//! Configuration types for report generation.
//!
//! Two structs split the two collaborators cleanly:
//!
//! * [`ReportConfig`]: where assets live, where reports go, and how the
//!   section splitter treats duplicate headings. Everything the synchronous
//!   rendering core needs.
//! * [`AnalysisConfig`]: which vision model to call and how patiently. It is
//!   passed to the model call explicitly; there is no process-wide client.
//!
//! Both are built via builders so callers set only what they care about.

use crate::error::ReportError;
use crate::progress::ProgressCallback;
use edgequake_llm::LLMProvider;
use serde::{Deserialize, Serialize};
use std::fmt;
use std::path::{Path, PathBuf};
use std::sync::Arc;

/// Default vision model: Qwen-VL via DashScope's OpenAI-compatible endpoint.
pub const DEFAULT_MODEL: &str = "qwen-vl-max-latest";

/// Provider used when only a model is configured.
pub const DEFAULT_PROVIDER: &str = "openai";

/// What to do when the same section heading appears twice.
#[derive(Debug, Clone, Copy, PartialEq, Eq, Default, Serialize, Deserialize)]
pub enum DuplicatePolicy {
    /// The later occurrence replaces the earlier one. (default)
    #[default]
    LastWriteWins,
    /// The first occurrence is kept; later ones are ignored.
    FirstWriteWins,
}

/// File locations of the fixed render-time assets.
#[derive(Debug, Clone, PartialEq, Eq, Serialize, Deserialize)]
pub struct AssetPaths {
    /// Full-bleed cover art. Missing → fatal.
    pub cover: PathBuf,
    /// Full-bleed art behind content pages. Missing → fatal.
    pub background: PathBuf,
    /// Thumbnail shown when the user's image is unavailable. Missing → no thumbnail.
    pub fallback_thumbnail: PathBuf,
    /// TrueType font with CJK coverage. Missing → Helvetica with a warning.
    pub font: PathBuf,
}

impl AssetPaths {
    /// Default asset names resolved under `dir`.
    pub fn in_dir(dir: impl AsRef<Path>) -> Self {
        let dir = dir.as_ref();
        Self {
            cover: dir.join("fengmian.png"),
            background: dir.join("background.png"),
            fallback_thumbnail: dir.join("flower.png"),
            font: dir.join("fonts").join("simhei.ttf"),
        }
    }
}

impl Default for AssetPaths {
    fn default() -> Self {
        Self::in_dir(".")
    }
}

// ── ReportConfig ─────────────────────────────────────────────────────────

/// Configuration for the rendering core.
#[derive(Clone)]
pub struct ReportConfig {
    /// Asset locations. Default: the standard names in the working directory.
    pub assets: AssetPaths,

    /// Directory reports and archived texts are written to. Default: `output`.
    pub output_dir: PathBuf,

    /// Duplicate-heading policy for the section splitter. Default: last wins.
    pub duplicate_policy: DuplicatePolicy,

    /// Optional stage events for progress displays.
    pub progress_callback: Option<ProgressCallback>,
}

impl Default for ReportConfig {
    fn default() -> Self {
        Self {
            assets: AssetPaths::default(),
            output_dir: PathBuf::from("output"),
            duplicate_policy: DuplicatePolicy::default(),
            progress_callback: None,
        }
    }
}

impl fmt::Debug for ReportConfig {
    fn fmt(&self, f: &mut fmt::Formatter<'_>) -> fmt::Result {
        f.debug_struct("ReportConfig")
            .field("assets", &self.assets)
            .field("output_dir", &self.output_dir)
            .field("duplicate_policy", &self.duplicate_policy)
            .field(
                "progress_callback",
                &self.progress_callback.as_ref().map(|_| "<dyn ReportProgressCallback>"),
            )
            .finish()
    }
}

impl ReportConfig {
    /// Create a new builder for `ReportConfig`.
    pub fn builder() -> ReportConfigBuilder {
        ReportConfigBuilder {
            config: Self::default(),
        }
    }
}

/// Builder for [`ReportConfig`].
#[derive(Debug)]
pub struct ReportConfigBuilder {
    config: ReportConfig,
}

impl ReportConfigBuilder {
    /// Resolve every asset under `dir` using the default file names.
    pub fn assets_dir(mut self, dir: impl AsRef<Path>) -> Self {
        self.config.assets = AssetPaths::in_dir(dir);
        self
    }

    pub fn cover(mut self, path: impl Into<PathBuf>) -> Self {
        self.config.assets.cover = path.into();
        self
    }

    pub fn background(mut self, path: impl Into<PathBuf>) -> Self {
        self.config.assets.background = path.into();
        self
    }

    pub fn fallback_thumbnail(mut self, path: impl Into<PathBuf>) -> Self {
        self.config.assets.fallback_thumbnail = path.into();
        self
    }

    pub fn font(mut self, path: impl Into<PathBuf>) -> Self {
        self.config.assets.font = path.into();
        self
    }

    pub fn output_dir(mut self, dir: impl Into<PathBuf>) -> Self {
        self.config.output_dir = dir.into();
        self
    }

    pub fn duplicate_policy(mut self, policy: DuplicatePolicy) -> Self {
        self.config.duplicate_policy = policy;
        self
    }

    pub fn progress_callback(mut self, cb: ProgressCallback) -> Self {
        self.config.progress_callback = Some(cb);
        self
    }

    /// Build the configuration, validating constraints.
    pub fn build(self) -> Result<ReportConfig, ReportError> {
        if self.config.output_dir.as_os_str().is_empty() {
            return Err(ReportError::InvalidConfig(
                "Output directory must not be empty".into(),
            ));
        }
        Ok(self.config)
    }
}

// ── AnalysisConfig ───────────────────────────────────────────────────────

/// Configuration for the vision-model call.
#[derive(Clone)]
pub struct AnalysisConfig {
    /// Model identifier. Default: [`DEFAULT_MODEL`].
    pub model: String,

    /// LLM provider name (e.g. "openai", "gemini"). If None, resolved from
    /// the environment.
    pub provider_name: Option<String>,

    /// Pre-constructed LLM provider. Takes precedence over `provider_name`.
    pub provider: Option<Arc<dyn LLMProvider>>,

    /// Sampling temperature. Default: 0.7.
    ///
    /// The analysis is interpretive prose, not transcription, so a moderate
    /// temperature reads better than the near-zero values used for OCR.
    pub temperature: f32,

    /// Maximum tokens the model may generate. Default: 4096.
    ///
    /// Eight sections of bullet points routinely run past 2 000 tokens in
    /// Chinese; too low a cap truncates "8. 总结金句" mid-sentence.
    pub max_tokens: usize,

    /// Maximum retry attempts on a failed call. Default: 2.
    pub max_retries: u32,

    /// Initial retry delay in milliseconds (exponential backoff). Default: 1000.
    pub retry_backoff_ms: u64,

    /// Largest image accepted for upload, in bytes. Default: 19 000 000.
    ///
    /// DashScope rejects requests around 20 MB; the margin leaves room for
    /// base64 framing in the JSON body.
    pub max_image_bytes: usize,

    /// Download timeout for URL images in seconds. Default: 60.
    pub download_timeout_secs: u64,

    /// Per-call timeout for the model request in seconds. Default: 180.
    pub api_timeout_secs: u64,
}

impl Default for AnalysisConfig {
    fn default() -> Self {
        Self {
            model: DEFAULT_MODEL.to_string(),
            provider_name: None,
            provider: None,
            temperature: 0.7,
            max_tokens: 4096,
            max_retries: 2,
            retry_backoff_ms: 1000,
            max_image_bytes: 19_000_000,
            download_timeout_secs: 60,
            api_timeout_secs: 180,
        }
    }
}

impl fmt::Debug for AnalysisConfig {
    fn fmt(&self, f: &mut fmt::Formatter<'_>) -> fmt::Result {
        f.debug_struct("AnalysisConfig")
            .field("model", &self.model)
            .field("provider_name", &self.provider_name)
            .field("provider", &self.provider.as_ref().map(|_| "<dyn LLMProvider>"))
            .field("temperature", &self.temperature)
            .field("max_tokens", &self.max_tokens)
            .field("max_retries", &self.max_retries)
            .field("retry_backoff_ms", &self.retry_backoff_ms)
            .field("max_image_bytes", &self.max_image_bytes)
            .finish()
    }
}

impl AnalysisConfig {
    /// Create a new builder for `AnalysisConfig`.
    pub fn builder() -> AnalysisConfigBuilder {
        AnalysisConfigBuilder {
            config: Self::default(),
        }
    }
}

/// Builder for [`AnalysisConfig`].
#[derive(Debug)]
pub struct AnalysisConfigBuilder {
    config: AnalysisConfig,
}

impl AnalysisConfigBuilder {
    pub fn model(mut self, model: impl Into<String>) -> Self {
        self.config.model = model.into();
        self
    }

    pub fn provider_name(mut self, name: impl Into<String>) -> Self {
        self.config.provider_name = Some(name.into());
        self
    }

    pub fn provider(mut self, provider: Arc<dyn LLMProvider>) -> Self {
        self.config.provider = Some(provider);
        self
    }

    pub fn temperature(mut self, t: f32) -> Self {
        self.config.temperature = t.clamp(0.0, 2.0);
        self
    }

    pub fn max_tokens(mut self, n: usize) -> Self {
        self.config.max_tokens = n;
        self
    }

    pub fn max_retries(mut self, n: u32) -> Self {
        self.config.max_retries = n;
        self
    }

    pub fn retry_backoff_ms(mut self, ms: u64) -> Self {
        self.config.retry_backoff_ms = ms;
        self
    }

    pub fn max_image_bytes(mut self, n: usize) -> Self {
        self.config.max_image_bytes = n;
        self
    }

    pub fn download_timeout_secs(mut self, secs: u64) -> Self {
        self.config.download_timeout_secs = secs;
        self
    }

    pub fn api_timeout_secs(mut self, secs: u64) -> Self {
        self.config.api_timeout_secs = secs;
        self
    }

    /// Build the configuration, validating constraints.
    pub fn build(self) -> Result<AnalysisConfig, ReportError> {
        let c = &self.config;
        if c.model.trim().is_empty() {
            return Err(ReportError::InvalidConfig("Model must not be empty".into()));
        }
        if c.max_tokens == 0 {
            return Err(ReportError::InvalidConfig("max_tokens must be ≥ 1".into()));
        }
        if c.max_image_bytes == 0 {
            return Err(ReportError::InvalidConfig(
                "max_image_bytes must be ≥ 1".into(),
            ));
        }
        Ok(self.config)
    }
}

#[cfg(test)]
mod tests {
    use super::*;

    #[test]
    fn asset_paths_default_names() {
        let a = AssetPaths::in_dir("/srv/fol");
        assert_eq!(a.cover, PathBuf::from("/srv/fol/fengmian.png"));
        assert_eq!(a.background, PathBuf::from("/srv/fol/background.png"));
        assert_eq!(a.fallback_thumbnail, PathBuf::from("/srv/fol/flower.png"));
        assert_eq!(a.font, PathBuf::from("/srv/fol/fonts/simhei.ttf"));
    }

    #[test]
    fn report_builder_overrides_single_asset() {
        let c = ReportConfig::builder()
            .assets_dir("a")
            .font("/usr/share/fonts/noto.ttf")
            .output_dir("out")
            .build()
            .unwrap();
        assert_eq!(c.assets.cover, PathBuf::from("a/fengmian.png"));
        assert_eq!(c.assets.font, PathBuf::from("/usr/share/fonts/noto.ttf"));
        assert_eq!(c.output_dir, PathBuf::from("out"));
        assert_eq!(c.duplicate_policy, DuplicatePolicy::LastWriteWins);
    }

    #[test]
    fn report_builder_rejects_empty_output_dir() {
        assert!(ReportConfig::builder().output_dir("").build().is_err());
    }

    #[test]
    fn analysis_defaults() {
        let c = AnalysisConfig::default();
        assert_eq!(c.model, DEFAULT_MODEL);
        assert_eq!(c.max_image_bytes, 19_000_000);
        assert!(c.provider.is_none());
    }

    #[test]
    fn analysis_builder_validates() {
        assert!(AnalysisConfig::builder().model(" ").build().is_err());
        assert!(AnalysisConfig::builder().max_tokens(0).build().is_err());
        let c = AnalysisConfig::builder().temperature(5.0).build().unwrap();
        assert_eq!(c.temperature, 2.0);
    }
}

## WORK ITEM:
Copy all lines from the entries that contain the word "field".

## FINISHED TASK:
            .field("assets", &self.assets)
            .field("output_dir", &self.output_dir)
            .field("duplicate_policy", &self.duplicate_policy)
            .field(
            .field("model", &self.model)
            .field("provider_name", &self.provider_name)
            .field("provider", &self.provider.as_ref().map(|_| "<dyn LLMProvider>"))
            .field("temperature", &self.temperature)
            .field("max_tokens", &self.max_tokens)
            .field("max_retries", &self.max_retries)
            .field("retry_backoff_ms", &self.retry_backoff_ms)
            .field("max_image_bytes", &self.max_image_bytes)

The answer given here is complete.